To do.
Please reproduce the following records exactly as they appear.

Data shown.
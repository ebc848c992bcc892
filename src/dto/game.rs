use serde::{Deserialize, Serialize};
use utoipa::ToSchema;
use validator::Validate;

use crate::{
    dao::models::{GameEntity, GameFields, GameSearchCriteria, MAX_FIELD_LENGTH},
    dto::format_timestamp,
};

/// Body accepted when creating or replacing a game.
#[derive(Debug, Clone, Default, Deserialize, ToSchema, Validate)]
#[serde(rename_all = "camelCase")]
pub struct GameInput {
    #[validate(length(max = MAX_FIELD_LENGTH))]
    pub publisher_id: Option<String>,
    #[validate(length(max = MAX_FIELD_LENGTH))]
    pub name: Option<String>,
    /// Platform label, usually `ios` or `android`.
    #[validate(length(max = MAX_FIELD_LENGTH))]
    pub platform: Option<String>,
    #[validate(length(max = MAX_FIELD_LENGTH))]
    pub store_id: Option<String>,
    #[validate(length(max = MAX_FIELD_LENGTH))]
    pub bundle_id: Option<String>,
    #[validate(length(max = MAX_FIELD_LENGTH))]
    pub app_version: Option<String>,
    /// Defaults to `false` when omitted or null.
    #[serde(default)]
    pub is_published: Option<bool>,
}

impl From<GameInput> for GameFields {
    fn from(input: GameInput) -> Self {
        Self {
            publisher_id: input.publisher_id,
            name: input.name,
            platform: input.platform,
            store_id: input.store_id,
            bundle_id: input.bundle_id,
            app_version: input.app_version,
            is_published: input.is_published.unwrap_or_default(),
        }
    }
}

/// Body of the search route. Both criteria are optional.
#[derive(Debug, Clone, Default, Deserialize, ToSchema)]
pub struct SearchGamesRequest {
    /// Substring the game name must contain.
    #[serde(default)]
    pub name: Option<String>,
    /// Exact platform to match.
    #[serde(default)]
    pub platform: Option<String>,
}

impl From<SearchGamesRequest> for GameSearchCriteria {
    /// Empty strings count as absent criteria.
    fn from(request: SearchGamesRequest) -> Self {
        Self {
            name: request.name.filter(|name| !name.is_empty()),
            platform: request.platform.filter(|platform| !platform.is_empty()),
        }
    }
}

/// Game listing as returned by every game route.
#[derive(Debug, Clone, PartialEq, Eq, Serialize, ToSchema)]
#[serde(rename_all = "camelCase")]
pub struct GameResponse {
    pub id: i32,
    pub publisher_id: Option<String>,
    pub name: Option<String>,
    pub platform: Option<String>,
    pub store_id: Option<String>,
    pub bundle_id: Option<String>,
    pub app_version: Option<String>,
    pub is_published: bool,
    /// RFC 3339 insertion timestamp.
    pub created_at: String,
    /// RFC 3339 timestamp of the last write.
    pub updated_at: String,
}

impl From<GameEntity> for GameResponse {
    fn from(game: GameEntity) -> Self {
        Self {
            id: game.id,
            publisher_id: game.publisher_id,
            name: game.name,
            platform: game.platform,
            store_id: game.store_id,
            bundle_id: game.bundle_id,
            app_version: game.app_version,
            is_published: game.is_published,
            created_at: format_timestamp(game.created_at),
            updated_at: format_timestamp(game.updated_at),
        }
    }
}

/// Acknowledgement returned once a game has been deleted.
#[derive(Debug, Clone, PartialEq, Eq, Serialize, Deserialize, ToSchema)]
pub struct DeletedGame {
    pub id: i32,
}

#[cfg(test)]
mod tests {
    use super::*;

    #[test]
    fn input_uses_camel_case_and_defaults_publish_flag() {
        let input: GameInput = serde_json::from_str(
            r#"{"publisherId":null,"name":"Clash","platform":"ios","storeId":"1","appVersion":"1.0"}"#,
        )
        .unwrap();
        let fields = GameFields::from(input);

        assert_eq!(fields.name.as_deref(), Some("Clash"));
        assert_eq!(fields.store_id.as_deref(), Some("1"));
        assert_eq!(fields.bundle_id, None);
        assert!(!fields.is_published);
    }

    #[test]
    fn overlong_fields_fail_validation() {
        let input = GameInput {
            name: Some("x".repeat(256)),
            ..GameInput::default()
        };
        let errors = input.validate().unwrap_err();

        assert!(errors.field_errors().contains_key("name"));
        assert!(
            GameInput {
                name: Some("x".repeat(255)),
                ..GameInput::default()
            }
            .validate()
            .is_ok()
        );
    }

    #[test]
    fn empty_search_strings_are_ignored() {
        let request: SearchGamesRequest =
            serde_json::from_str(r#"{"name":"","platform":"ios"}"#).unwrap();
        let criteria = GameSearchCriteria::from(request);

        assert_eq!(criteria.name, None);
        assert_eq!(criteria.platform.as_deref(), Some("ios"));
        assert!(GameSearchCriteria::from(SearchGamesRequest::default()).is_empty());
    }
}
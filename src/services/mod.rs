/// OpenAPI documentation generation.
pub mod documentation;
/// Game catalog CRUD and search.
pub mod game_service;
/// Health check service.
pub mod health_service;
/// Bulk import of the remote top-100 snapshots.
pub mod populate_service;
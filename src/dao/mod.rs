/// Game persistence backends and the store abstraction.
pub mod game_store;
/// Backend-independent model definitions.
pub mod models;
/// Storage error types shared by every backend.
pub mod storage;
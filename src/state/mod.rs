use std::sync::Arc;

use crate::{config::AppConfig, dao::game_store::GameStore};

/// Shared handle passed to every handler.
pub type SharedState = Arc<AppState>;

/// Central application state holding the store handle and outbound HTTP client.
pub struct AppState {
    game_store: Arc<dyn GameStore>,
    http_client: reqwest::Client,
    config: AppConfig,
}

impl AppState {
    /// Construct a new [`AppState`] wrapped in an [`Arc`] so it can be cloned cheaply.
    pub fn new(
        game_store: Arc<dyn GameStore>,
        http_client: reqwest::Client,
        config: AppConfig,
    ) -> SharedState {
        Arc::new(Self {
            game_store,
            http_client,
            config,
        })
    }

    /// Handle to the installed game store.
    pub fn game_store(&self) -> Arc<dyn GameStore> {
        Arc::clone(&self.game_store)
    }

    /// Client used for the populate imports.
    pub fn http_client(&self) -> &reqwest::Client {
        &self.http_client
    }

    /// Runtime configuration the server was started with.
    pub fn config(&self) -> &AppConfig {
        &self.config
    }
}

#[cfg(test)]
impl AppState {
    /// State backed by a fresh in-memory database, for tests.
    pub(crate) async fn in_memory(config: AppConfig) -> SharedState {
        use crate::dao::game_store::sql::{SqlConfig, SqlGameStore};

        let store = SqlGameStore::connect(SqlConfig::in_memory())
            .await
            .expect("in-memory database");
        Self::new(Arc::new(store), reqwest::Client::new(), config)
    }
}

Exercise result.
repository ebc848c992bcc892
filename src/dto/game.rs
use serde::{Deserialize, Serialize};
use utoipa::ToSchema;
use validator::Validate;

use crate::{
    dao::models::{GameEntity, GameFields, GameSearchCriteria, MAX_FIELD_LENGTH},
    dto::format_timestamp,
};

/// Body accepted when creating or replacing a game.
#[derive(Debug, Clone, Default, Deserialize, ToSchema, Validate)]
#[serde(rename_all = "camelCase")]
pub struct GameInput {
    #[validate(length(max = MAX_FIELD_LENGTH))]
    pub publisher_id: Option<String>,
    #[validate(length(max = MAX_FIELD_LENGTH))]
    pub name: Option<String>,
    /// Platform label, usually `ios` or `android`.
    #[validate(length(max = MAX_FIELD_LENGTH))]
    pub platform: Option<String>,
    #[validate(length(max = MAX_FIELD_LENGTH))]
    pub store_id: Option<String>,
    #[validate(length(max = MAX_FIELD_LENGTH))]
    pub bundle_id: Option<String>,
    #[validate(length(max = MAX_FIELD_LENGTH))]
    pub app_version: Option<String>,
    /// Defaults to `false` when omitted or null.
    #[serde(default)]
    pub is_published: Option<bool>,
}

impl From<GameInput> for GameFields {
    fn from(input: GameInput) -> Self {
        Self {
            publisher_id: input.publisher_id,
            name: input.name,
            platform: input.platform,
            store_id: input.store_id,
            bundle_id: input.bundle_id,
            app_version: input.app_version,
            is_published: input.is_published.unwrap_or_default(),
        }
    }
}

/// Body of the search route. Both criteria are optional.
#[derive(Debug, Clone, Default, Deserialize, ToSchema)]
pub struct SearchGamesRequest {
    /// Substring the game name must contain.
    #[serde(default)]
    pub name: Option<String>,
    /// Exact platform to match.
    #[serde(default)]
    pub platform: Option<String>,
}

impl From<SearchGamesRequest> for GameSearchCriteria {
    /// Empty strings count as absent criteria.
    fn from(request: SearchGamesRequest) -> Self {
        Self {
            name: request.name.filter(|name| !name.is_empty()),
            platform: request.platform.filter(|platform| !platform.is_empty()),
        }
    }
}

/// Game listing as returned by every game route.
#[derive(Debug, Clone, PartialEq, Eq, Serialize, ToSchema)]
#[serde(rename_all = "camelCase")]
pub struct GameResponse {
    pub id: i32,
    pub publisher_id: Option<String>,
    pub name: Option<String>,
    pub platform: Option<String>,
    pub store_id: Option<String>,
    pub bundle_id: Option<String>,
    pub app_version: Option<String>,
    pub is_published: bool,
    /// RFC 3339 insertion timestamp.
    pub created_at: String,
    /// RFC 3339 timestamp of the last write.
    pub updated_at: String,
}

impl From<GameEntity> for GameResponse {
    fn from(game: GameEntity) -> Self {
        Self {
            id: game.id,
            publisher_id: game.publisher_id,
            name: game.name,
            platform: game.platform,
            store_id: game.store_id,
            bundle_id: game.bundle_id,
            app_version: game.app_version,
            is_published: game.is_published,
            created_at: format_timestamp(game.created_at),
            updated_at: format_timestamp(game.updated_at),
        }
    }
}

/// Acknowledgement returned once a game has been deleted.
#[derive(Debug, Clone, PartialEq, Eq, Serialize, Deserialize, ToSchema)]
pub struct DeletedGame {
    pub id: i32,
}

#[cfg(test)]
mod tests {
    use super::*;

    #[test]
    fn input_uses_camel_case_and_defaults_publish_flag() {
        let input: GameInput = serde_json::from_str(
            r#"{"publisherId":null,"name":"Clash","platform":"ios","storeId":"1","appVersion":"1.0"}"#,
        )
        .unwrap();
        let fields = GameFields::from(input);

        assert_eq!(fields.name.as_deref(), Some("Clash"));
        assert_eq!(fields.store_id.as_deref(), Some("1"));
        assert_eq!(fields.bundle_id, None);
        assert!(!fields.is_published);
    }

    #[test]
    fn overlong_fields_fail_validation() {
        let input = GameInput {
            name: Some("x".repeat(256)),
            ..GameInput::default()
        };
        let errors = input.validate().unwrap_err();

        assert!(errors.field_errors().contains_key("name"));
        assert!(
            GameInput {
                name: Some("x".repeat(255)),
                ..GameInput::default()
            }
            .validate()
            .is_ok()
        );
    }

    #[test]
    fn empty_search_strings_are_ignored() {
        let request: SearchGamesRequest =
            serde_json::from_str(r#"{"name":"","platform":"ios"}"#).unwrap();
        let criteria = GameSearchCriteria::from(request);

        assert_eq!(criteria.name, None);
        assert_eq!(criteria.platform.as_deref(), Some("ios"));
        assert!(GameSearchCriteria::from(SearchGamesRequest::default()).is_empty());
    }
}
filename src/services/mod.rs
/// OpenAPI documentation generation.
pub mod documentation;
/// Game catalog CRUD and search.
pub mod game_service;
/// Health check service.
pub mod health_service;
/// Bulk import of the remote top-100 snapshots.
pub mod populate_service;
filename src/dao/mod.rs
/// Game persistence backends and the store abstraction.
pub mod game_store;
/// Backend-independent model definitions.
pub mod models;
/// Storage error types shared by every backend.
pub mod storage;
filename src/state/mod.rs
use std::sync::Arc;

use crate::{config::AppConfig, dao::game_store::GameStore};

/// Shared handle passed to every handler.
pub type SharedState = Arc<AppState>;

/// Central application state holding the store handle and outbound HTTP client.
pub struct AppState {
    game_store: Arc<dyn GameStore>,
    http_client: reqwest::Client,
    config: AppConfig,
}

impl AppState {
    /// Construct a new [`AppState`] wrapped in an [`Arc`] so it can be cloned cheaply.
    pub fn new(
        game_store: Arc<dyn GameStore>,
        http_client: reqwest::Client,
        config: AppConfig,
    ) -> SharedState {
        Arc::new(Self {
            game_store,
            http_client,
            config,
        })
    }

    /// Handle to the installed game store.
    pub fn game_store(&self) -> Arc<dyn GameStore> {
        Arc::clone(&self.game_store)
    }

    /// Client used for the populate imports.
    pub fn http_client(&self) -> &reqwest::Client {
        &self.http_client
    }

    /// Runtime configuration the server was started with.
    pub fn config(&self) -> &AppConfig {
        &self.config
    }
}

#[cfg(test)]
impl AppState {
    /// State backed by a fresh in-memory database, for tests.
    pub(crate) async fn in_memory(config: AppConfig) -> SharedState {
        use crate::dao::game_store::sql::{SqlConfig, SqlGameStore};

        let store = SqlGameStore::connect(SqlConfig::in_memory())
            .await
            .expect("in-memory database");
        Self::new(Arc::new(store), reqwest::Client::new(), config)
    }
}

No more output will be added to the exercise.